My sister told me I should quit, said it wasn’t healthy to be at someone’s beck and call like that, but she doesn’t know enough to understand. There’s a hierarchy, of course, like any organization, but we all pull together. We’re like family.
I’ve tried to get over it. I’ve had hypnotherapy. Reflexology. CBT. Ironic for a psychologist, right? It doesn’t matter what I do: the facts always win.
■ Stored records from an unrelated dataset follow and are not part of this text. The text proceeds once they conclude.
//! Cryptographic primitives for twig.
//!
//! Provides domain-separated BLAKE3 hashing for content-addressed objects and
//! Ed25519 signing for commits. Signing is exposed through the [`Signer`]
//! trait so callers can plug in their own key management; [`Keyring`] is the
//! bundled implementation.
//!
//! All crypto operations wrap established libraries; there is no custom cryptography.

pub mod hasher;
pub mod signer;

pub use hasher::ContentHasher;
pub use signer::{Keyring, Signature, SignatureError, Signer, SigningKey, VerifyingKey};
Do you know how many people have died in plane crashes since 1970? 83,772. Wouldn’t that make you panic? Think twice about stepping on board?
The reasons are many. Sometimes it’s as simple as running out of fuel. It happens to car drivers all the time, doesn’t it? No one intentionally runs out of petrol, but something happens—you have to make a diversion, or you get stuck in traffic—and suddenly you’re crawling to a standstill, fuel light flashing. It’s a pain—you might be stuck on the hard shoulder for hours or have to walk for miles to fill a jerry can with enough to get you to the petrol station—but you’re not going to die from running out of fuel.
Unless you’re in a plane.
Because planes do run out of fuel, you know. They get diverted, or bad weather stops them landing, or someone’s miscalculated, and you know it’s the pilots who work out how much fuel they need, not some machine? Did you know that? Think about how many times you’ve got a calculation wrong, because you’re tired or you’ve had an argument with your partner or a million other reasons. All they have to do is get that wrong and…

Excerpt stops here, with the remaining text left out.